The first book on Kim Jong Un's increasingly powerful sister, tapped to be his successor, offers insights into the latest generation of North Korea's secretive and murderous dynasty.
A riveting read ... Lee has performed a remarkable feat. The portrait he paints is taken from official North Korean statements, defector accounts, video recordings of Ms. Kim’s public appearances, and the author’s own knowledge and deep understanding of the North drawn from a career immersed in Korean studies. His engrossing depictions of the three generations of Kim dictators help to explain the formation of Ms. Kim’s character and outlook ... A chilling saga.

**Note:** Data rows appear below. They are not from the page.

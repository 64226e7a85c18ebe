//! Text element.

use super::{Color, ElementId, ElementMeta};
use kurbo::Point;
use serde::{Deserialize, Serialize};
use uuid::Uuid;

/// Font family for text content. All three resolve to builtin output faces.
#[derive(Debug, Clone, Copy, PartialEq, Eq, Default, Serialize, Deserialize)]
#[serde(rename_all = "lowercase")]
pub enum FontFamily {
    #[default]
    Helvetica,
    Times,
    Courier,
}

/// Font weight.
#[derive(Debug, Clone, Copy, PartialEq, Eq, Default, Serialize, Deserialize)]
#[serde(rename_all = "lowercase")]
pub enum FontWeight {
    #[default]
    Normal,
    Bold,
}

/// Font slant.
#[derive(Debug, Clone, Copy, PartialEq, Eq, Default, Serialize, Deserialize)]
#[serde(rename_all = "lowercase")]
pub enum FontStyle {
    #[default]
    Normal,
    Italic,
}

/// Combined weight/slant token used to pick a concrete output face.
#[derive(Debug, Clone, Copy, PartialEq, Eq)]
pub enum FontFace {
    Normal,
    Bold,
    Italic,
    BoldItalic,
}

/// Horizontal text alignment within the element box.
#[derive(Debug, Clone, Copy, PartialEq, Eq, Default, Serialize, Deserialize)]
#[serde(rename_all = "lowercase")]
pub enum TextAlign {
    #[default]
    Left,
    Center,
    Right,
}

/// A block of text placed on the page.
#[derive(Debug, Clone, Serialize, Deserialize)]
pub struct Text {
    pub(crate) id: ElementId,
    /// Top-left corner position.
    pub position: Point,
    /// Wrap width of the text box.
    pub width: f64,
    /// Height of the text box.
    pub height: f64,
    /// Text content (may contain explicit newlines).
    pub content: String,
    /// Font size in points.
    pub font_size: f64,
    pub font_family: FontFamily,
    #[serde(default)]
    pub font_weight: FontWeight,
    #[serde(default)]
    pub font_style: FontStyle,
    #[serde(default)]
    pub align: TextAlign,
    pub color: Color,
    #[serde(default)]
    pub meta: ElementMeta,
}

impl Text {
    pub const DEFAULT_WIDTH: f64 = 200.0;
    pub const DEFAULT_HEIGHT: f64 = 40.0;

    /// Create a new text element at the given position.
    pub fn new(position: Point, content: String) -> Self {
        Self {
            id: Uuid::new_v4(),
            position,
            width: Self::DEFAULT_WIDTH,
            height: Self::DEFAULT_HEIGHT,
            content,
            font_size: 16.0,
            font_family: FontFamily::default(),
            font_weight: FontWeight::default(),
            font_style: FontStyle::default(),
            align: TextAlign::default(),
            color: Color::black(),
            meta: ElementMeta::default(),
        }
    }

    /// Resolve the combined `(weight, style)` pair to a face token.
    pub fn face(&self) -> FontFace {
        match (self.font_weight, self.font_style) {
            (FontWeight::Normal, FontStyle::Normal) => FontFace::Normal,
            (FontWeight::Bold, FontStyle::Normal) => FontFace::Bold,
            (FontWeight::Normal, FontStyle::Italic) => FontFace::Italic,
            (FontWeight::Bold, FontStyle::Italic) => FontFace::BoldItalic,
        }
    }
}

#[cfg(test)]
mod tests {
    use super::*;

    #[test]
    fn test_face_resolution() {
        let mut text = Text::new(Point::ZERO, "x".into());
        assert_eq!(text.face(), FontFace::Normal);
        text.font_weight = FontWeight::Bold;
        assert_eq!(text.face(), FontFace::Bold);
        text.font_style = FontStyle::Italic;
        assert_eq!(text.face(), FontFace::BoldItalic);
        text.font_weight = FontWeight::Normal;
        assert_eq!(text.face(), FontFace::Italic);
    }
}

Much of Lee’s analysis is sound and his hawkishness on North Korea has often been proven right. But this doesn’t necessarily make for a great book. The Sister has a rather one-note air to it. There is not much in the way of nuance in its analysis of South Korea’s response to Pyongyang and on more than one occasion the book veers into tendentiousness ... A less aware reader might get the impression from this book that Moon Jae-in was a sleeper agent of Pyongyang rather than a well-meaning naif whose desire for rapprochement may have been motivated by the fact that, as with many South Koreans, his family originally comes from the pre-war north. Lee is entitled to write the book he chooses, one where South Korean politics and society are a mere backdrop to the geopolitical stand-off with the DPRK. But the scant context and nuance mean The Sister, for all its merits, is a rather undercooked polemic.